Ms. Cooper emphasized the importance of communicating regularly with local Veterans Affairs officials, to build credibility and trust with each student who might want to talk. “If I don’t have a relationship with those people, I’m going to be useless to that vet,” she said. “And if I’m useless to that vet, I’m useless with all of them.”
Student veterans share information with one another, and Keith Stevenson, another speaker on the panel, has tried to take advantage of that at Onondaga Community College, in Syracuse, N.Y. “They’re used to working as a team, helping their buddies, watching their backs,” he said.
Mr. Stevenson, technical assistant in the college’s Office of Veterans’ Affairs, hires work-study students and promotes peer mentorship. Having a dedicated space for student veterans, as Onondaga does, goes a long way, he said. A student can come in more or less overwhelmed by institutional policies, meet a classmate, and realize “Oh, good, somebody can show me the ropes.”

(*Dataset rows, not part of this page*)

//! # Opcode Metadata Table
//!
//! The single source of truth for 6502 instruction metadata. The assembler
//! reads the table forward (mnemonic + addressing mode → opcode byte) and the
//! CPU reads it in reverse (opcode byte → mnemonic + mode). The reverse table
//! and the per-mnemonic variant index are derived once and cached.
//!
//! The table covers the 151 documented encodings of the 56 official
//! instructions. Undocumented opcodes are deliberately absent; decoding one
//! is an execution error.

use crate::addressing::AddressMode;
use once_cell::sync::Lazy;
use std::collections::HashMap;
use std::fmt;

/// The 56 documented 6502 instruction mnemonics.
///
/// A closed enum (rather than strings) so that both the assembler's legality
/// checks and the CPU's dispatch are exhaustive matches.
#[derive(Debug, Clone, Copy, PartialEq, Eq, Hash)]
#[rustfmt::skip]
pub enum Mnemonic {
    Adc, And, Asl, Bcc, Bcs, Beq, Bit, Bmi, Bne, Bpl, Brk, Bvc, Bvs, Clc,
    Cld, Cli, Clv, Cmp, Cpx, Cpy, Dec, Dex, Dey, Eor, Inc, Inx, Iny, Jmp,
    Jsr, Lda, Ldx, Ldy, Lsr, Nop, Ora, Pha, Php, Pla, Plp, Rol, Ror, Rti,
    Rts, Sbc, Sec, Sed, Sei, Sta, Stx, Sty, Tax, Tay, Tsx, Txa, Txs, Tya,
}

impl Mnemonic {
    /// Parse a mnemonic, case-insensitively.
    pub fn parse(text: &str) -> Option<Mnemonic> {
        use Mnemonic::*;
        let upper = text.to_ascii_uppercase();
        let m = match upper.as_str() {
            "ADC" => Adc, "AND" => And, "ASL" => Asl, "BCC" => Bcc,
            "BCS" => Bcs, "BEQ" => Beq, "BIT" => Bit, "BMI" => Bmi,
            "BNE" => Bne, "BPL" => Bpl, "BRK" => Brk, "BVC" => Bvc,
            "BVS" => Bvs, "CLC" => Clc, "CLD" => Cld, "CLI" => Cli,
            "CLV" => Clv, "CMP" => Cmp, "CPX" => Cpx, "CPY" => Cpy,
            "DEC" => Dec, "DEX" => Dex, "DEY" => Dey, "EOR" => Eor,
            "INC" => Inc, "INX" => Inx, "INY" => Iny, "JMP" => Jmp,
            "JSR" => Jsr, "LDA" => Lda, "LDX" => Ldx, "LDY" => Ldy,
            "LSR" => Lsr, "NOP" => Nop, "ORA" => Ora, "PHA" => Pha,
            "PHP" => Php, "PLA" => Pla, "PLP" => Plp, "ROL" => Rol,
            "ROR" => Ror, "RTI" => Rti, "RTS" => Rts, "SBC" => Sbc,
            "SEC" => Sec, "SED" => Sed, "SEI" => Sei, "STA" => Sta,
            "STX" => Stx, "STY" => Sty, "TAX" => Tax, "TAY" => Tay,
            "TSX" => Tsx, "TXA" => Txa, "TXS" => Txs, "TYA" => Tya,
            _ => return None,
        };
        Some(m)
    }

    /// True for the eight conditional branch instructions.
    ///
    /// Branches only support relative addressing, which forces the mode
    /// selection when a label or 16-bit target is used as an operand.
    pub fn is_branch(self) -> bool {
        use Mnemonic::*;
        matches!(self, Bcc | Bcs | Beq | Bmi | Bne | Bpl | Bvc | Bvs)
    }
}

impl fmt::Display for Mnemonic {
    fn fmt(&self, f: &mut fmt::Formatter<'_>) -> fmt::Result {
        let text = format!("{self:?}").to_ascii_uppercase();
        f.write_str(&text)
    }
}

/// Metadata for one (mnemonic, addressing mode) encoding.
#[derive(Debug, Clone, Copy, PartialEq, Eq)]
pub struct OpcodeInfo {
    /// Instruction mnemonic.
    pub mnemonic: Mnemonic,

    /// Addressing mode for this encoding.
    pub mode: AddressMode,

    /// The opcode byte.
    pub opcode: u8,

    /// Total instruction size in bytes (opcode + operands, 1-3).
    pub size: u8,

    /// Base cycle cost, excluding page-crossing penalties.
    pub base_cycles: u8,

    /// Whether this encoding pays +1 cycle when the indexed effective
    /// address crosses a page boundary. Only read-style AbsoluteX,
    /// AbsoluteY and IndirectY encodings do; write-style encodings always
    /// pay the index cycle instead.
    pub page_cross_penalty: bool,
}

const fn op(
    mnemonic: Mnemonic,
    mode: AddressMode,
    opcode: u8,
    size: u8,
    base_cycles: u8,
    page_cross_penalty: bool,
) -> OpcodeInfo {
    OpcodeInfo { mnemonic, mode, opcode, size, base_cycles, page_cross_penalty }
}

/// All 151 documented encodings.
#[rustfmt::skip]
pub static OPCODE_TABLE: [OpcodeInfo; 151] = {
    use AddressMode::*;
    use Mnemonic::*;
    [
        op(Adc, Immediate,   0x69, 2, 2, false),
        op(Adc, ZeroPage,    0x65, 2, 3, false),
        op(Adc, ZeroPageX,   0x75, 2, 4, false),
        op(Adc, Absolute,    0x6D, 3, 4, false),
        op(Adc, AbsoluteX,   0x7D, 3, 4, true),
        op(Adc, AbsoluteY,   0x79, 3, 4, true),
        op(Adc, IndirectX,   0x61, 2, 6, false),
        op(Adc, IndirectY,   0x71, 2, 5, true),

        op(And, Immediate,   0x29, 2, 2, false),
        op(And, ZeroPage,    0x25, 2, 3, false),
        op(And, ZeroPageX,   0x35, 2, 4, false),
        op(And, Absolute,    0x2D, 3, 4, false),
        op(And, AbsoluteX,   0x3D, 3, 4, true),
        op(And, AbsoluteY,   0x39, 3, 4, true),
        op(And, IndirectX,   0x21, 2, 6, false),
        op(And, IndirectY,   0x31, 2, 5, true),

        op(Asl, Accumulator, 0x0A, 1, 2, false),
        op(Asl, ZeroPage,    0x06, 2, 5, false),
        op(Asl, ZeroPageX,   0x16, 2, 6, false),
        op(Asl, Absolute,    0x0E, 3, 6, false),
        op(Asl, AbsoluteX,   0x1E, 3, 7, false),

        op(Bcc, Relative,    0x90, 2, 2, false),
        op(Bcs, Relative,    0xB0, 2, 2, false),
        op(Beq, Relative,    0xF0, 2, 2, false),
        op(Bmi, Relative,    0x30, 2, 2, false),
        op(Bne, Relative,    0xD0, 2, 2, false),
        op(Bpl, Relative,    0x10, 2, 2, false),
        op(Bvc, Relative,    0x50, 2, 2, false),
        op(Bvs, Relative,    0x70, 2, 2, false),

        op(Bit, ZeroPage,    0x24, 2, 3, false),
        op(Bit, Absolute,    0x2C, 3, 4, false),

        op(Brk, Implied,     0x00, 1, 7, false),

        op(Clc, Implied,     0x18, 1, 2, false),
        op(Cld, Implied,     0xD8, 1, 2, false),
        op(Cli, Implied,     0x58, 1, 2, false),
        op(Clv, Implied,     0xB8, 1, 2, false),

        op(Cmp, Immediate,   0xC9, 2, 2, false),
        op(Cmp, ZeroPage,    0xC5, 2, 3, false),
        op(Cmp, ZeroPageX,   0xD5, 2, 4, false),
        op(Cmp, Absolute,    0xCD, 3, 4, false),
        op(Cmp, AbsoluteX,   0xDD, 3, 4, true),
        op(Cmp, AbsoluteY,   0xD9, 3, 4, true),
        op(Cmp, IndirectX,   0xC1, 2, 6, false),
        op(Cmp, IndirectY,   0xD1, 2, 5, true),

        op(Cpx, Immediate,   0xE0, 2, 2, false),
        op(Cpx, ZeroPage,    0xE4, 2, 3, false),
        op(Cpx, Absolute,    0xEC, 3, 4, false),

        op(Cpy, Immediate,   0xC0, 2, 2, false),
        op(Cpy, ZeroPage,    0xC4, 2, 3, false),
        op(Cpy, Absolute,    0xCC, 3, 4, false),

        op(Dec, ZeroPage,    0xC6, 2, 5, false),
        op(Dec, ZeroPageX,   0xD6, 2, 6, false),
        op(Dec, Absolute,    0xCE, 3, 6, false),
        op(Dec, AbsoluteX,   0xDE, 3, 7, false),

        op(Dex, Implied,     0xCA, 1, 2, false),
        op(Dey, Implied,     0x88, 1, 2, false),

        op(Eor, Immediate,   0x49, 2, 2, false),
        op(Eor, ZeroPage,    0x45, 2, 3, false),
        op(Eor, ZeroPageX,   0x55, 2, 4, false),
        op(Eor, Absolute,    0x4D, 3, 4, false),
        op(Eor, AbsoluteX,   0x5D, 3, 4, true),
        op(Eor, AbsoluteY,   0x59, 3, 4, true),
        op(Eor, IndirectX,   0x41, 2, 6, false),
        op(Eor, IndirectY,   0x51, 2, 5, true),

        op(Inc, ZeroPage,    0xE6, 2, 5, false),
        op(Inc, ZeroPageX,   0xF6, 2, 6, false),
        op(Inc, Absolute,    0xEE, 3, 6, false),
        op(Inc, AbsoluteX,   0xFE, 3, 7, false),

        op(Inx, Implied,     0xE8, 1, 2, false),
        op(Iny, Implied,     0xC8, 1, 2, false),

        op(Jmp, Absolute,    0x4C, 3, 3, false),
        op(Jmp, Indirect,    0x6C, 3, 5, false),

        op(Jsr, Absolute,    0x20, 3, 6, false),

        op(Lda, Immediate,   0xA9, 2, 2, false),
        op(Lda, ZeroPage,    0xA5, 2, 3, false),
        op(Lda, ZeroPageX,   0xB5, 2, 4, false),
        op(Lda, Absolute,    0xAD, 3, 4, false),
        op(Lda, AbsoluteX,   0xBD, 3, 4, true),
        op(Lda, AbsoluteY,   0xB9, 3, 4, true),
        op(Lda, IndirectX,   0xA1, 2, 6, false),
        op(Lda, IndirectY,   0xB1, 2, 5, true),

        op(Ldx, Immediate,   0xA2, 2, 2, false),
        op(Ldx, ZeroPage,    0xA6, 2, 3, false),
        op(Ldx, ZeroPageY,   0xB6, 2, 4, false),
        op(Ldx, Absolute,    0xAE, 3, 4, false),
        op(Ldx, AbsoluteY,   0xBE, 3, 4, true),

        op(Ldy, Immediate,   0xA0, 2, 2, false),
        op(Ldy, ZeroPage,    0xA4, 2, 3, false),
        op(Ldy, ZeroPageX,   0xB4, 2, 4, false),
        op(Ldy, Absolute,    0xAC, 3, 4, false),
        op(Ldy, AbsoluteX,   0xBC, 3, 4, true),

        op(Lsr, Accumulator, 0x4A, 1, 2, false),
        op(Lsr, ZeroPage,    0x46, 2, 5, false),
        op(Lsr, ZeroPageX,   0x56, 2, 6, false),
        op(Lsr, Absolute,    0x4E, 3, 6, false),
        op(Lsr, AbsoluteX,   0x5E, 3, 7, false),

        op(Nop, Implied,     0xEA, 1, 2, false),

        op(Ora, Immediate,   0x09, 2, 2, false),
        op(Ora, ZeroPage,    0x05, 2, 3, false),
        op(Ora, ZeroPageX,   0x15, 2, 4, false),
        op(Ora, Absolute,    0x0D, 3, 4, false),
        op(Ora, AbsoluteX,   0x1D, 3, 4, true),
        op(Ora, AbsoluteY,   0x19, 3, 4, true),
        op(Ora, IndirectX,   0x01, 2, 6, false),
        op(Ora, IndirectY,   0x11, 2, 5, true),

        op(Pha, Implied,     0x48, 1, 3, false),
        op(Php, Implied,     0x08, 1, 3, false),
        op(Pla, Implied,     0x68, 1, 4, false),
        op(Plp, Implied,     0x28, 1, 4, false),

        op(Rol, Accumulator, 0x2A, 1, 2, false),
        op(Rol, ZeroPage,    0x26, 2, 5, false),
        op(Rol, ZeroPageX,   0x36, 2, 6, false),
        op(Rol, Absolute,    0x2E, 3, 6, false),
        op(Rol, AbsoluteX,   0x3E, 3, 7, false),

        op(Ror, Accumulator, 0x6A, 1, 2, false),
        op(Ror, ZeroPage,    0x66, 2, 5, false),
        op(Ror, ZeroPageX,   0x76, 2, 6, false),
        op(Ror, Absolute,    0x6E, 3, 6, false),
        op(Ror, AbsoluteX,   0x7E, 3, 7, false),

        op(Rti, Implied,     0x40, 1, 6, false),
        op(Rts, Implied,     0x60, 1, 6, false),

        op(Sbc, Immediate,   0xE9, 2, 2, false),
        op(Sbc, ZeroPage,    0xE5, 2, 3, false),
        op(Sbc, ZeroPageX,   0xF5, 2, 4, false),
        op(Sbc, Absolute,    0xED, 3, 4, false),
        op(Sbc, AbsoluteX,   0xFD, 3, 4, true),
        op(Sbc, AbsoluteY,   0xF9, 3, 4, true),
        op(Sbc, IndirectX,   0xE1, 2, 6, false),
        op(Sbc, IndirectY,   0xF1, 2, 5, true),

        op(Sec, Implied,     0x38, 1, 2, false),
        op(Sed, Implied,     0xF8, 1, 2, false),
        op(Sei, Implied,     0x78, 1, 2, false),

        op(Sta, ZeroPage,    0x85, 2, 3, false),
        op(Sta, ZeroPageX,   0x95, 2, 4, false),
        op(Sta, Absolute,    0x8D, 3, 4, false),
        op(Sta, AbsoluteX,   0x9D, 3, 5, false),
        op(Sta, AbsoluteY,   0x99, 3, 5, false),
        op(Sta, IndirectX,   0x81, 2, 6, false),
        op(Sta, IndirectY,   0x91, 2, 6, false),

        op(Stx, ZeroPage,    0x86, 2, 3, false),
        op(Stx, ZeroPageY,   0x96, 2, 4, false),
        op(Stx, Absolute,    0x8E, 3, 4, false),

        op(Sty, ZeroPage,    0x84, 2, 3, false),
        op(Sty, ZeroPageX,   0x94, 2, 4, false),
        op(Sty, Absolute,    0x8C, 3, 4, false),

        op(Tax, Implied,     0xAA, 1, 2, false),
        op(Tay, Implied,     0xA8, 1, 2, false),
        op(Tsx, Implied,     0xBA, 1, 2, false),
        op(Txa, Implied,     0x8A, 1, 2, false),
        op(Txs, Implied,     0x9A, 1, 2, false),
        op(Tya, Implied,     0x98, 1, 2, false),
    ]
};

/// Reverse table: opcode byte → metadata. Derived from [`OPCODE_TABLE`] on
/// first use.
static DECODE_TABLE: Lazy<[Option<&'static OpcodeInfo>; 256]> = Lazy::new(|| {
    let mut table = [None; 256];
    for info in OPCODE_TABLE.iter() {
        debug_assert!(table[info.opcode as usize].is_none());
        table[info.opcode as usize] = Some(info);
    }
    table
});

/// Forward index: mnemonic → all of its encodings. Derived once.
static VARIANT_INDEX: Lazy<HashMap<Mnemonic, Vec<&'static OpcodeInfo>>> = Lazy::new(|| {
    let mut index: HashMap<Mnemonic, Vec<&'static OpcodeInfo>> = HashMap::new();
    for info in OPCODE_TABLE.iter() {
        index.entry(info.mnemonic).or_default().push(info);
    }
    index
});

/// Look up an opcode byte. Returns `None` for undocumented opcodes.
pub fn decode(opcode: u8) -> Option<&'static OpcodeInfo> {
    DECODE_TABLE[opcode as usize]
}

/// All encodings of a mnemonic, in table order.
pub fn variants_of(mnemonic: Mnemonic) -> &'static [&'static OpcodeInfo] {
    VARIANT_INDEX
        .get(&mnemonic)
        .map(|v| v.as_slice())
        .unwrap_or(&[])
}

/// Find the encoding of a mnemonic in one specific addressing mode.
pub fn lookup(mnemonic: Mnemonic, mode: AddressMode) -> Option<&'static OpcodeInfo> {
    variants_of(mnemonic).iter().copied().find(|info| info.mode == mode)
}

A couple of combat veterans have gone with Mr. Stevenson to answer questions from the college’s adjunct faculty. For example, do you want to be recognized as a veteran or not? The goal of their visit was to develop more understanding among instructors, Mr. Stevenson said. “You could tell there was a real interest.”
Involving students in campus advocacy is key, said Daniel Wilson, a student veteran at the University of California at Santa Cruz. “They’re going to be the ones to really drive change.”
A provost in the audience said that his small, private institution wanted to offer veterans’ services but that officials there weren’t sure where to start. “Go to your student veterans on your campus,” Mr. Wilson said. “Ask them what they need. Ask them what they’re missing.”
Often, said Ms. Krause of ACE, helpful support services already exist—administrators just need to reach out to students and direct them. The council, with help from the Wal-Mart and Kresge Foundations, plans to release an online “tool kit” to disseminate ideas for serving student veterans from all 20 colleges that received the grants.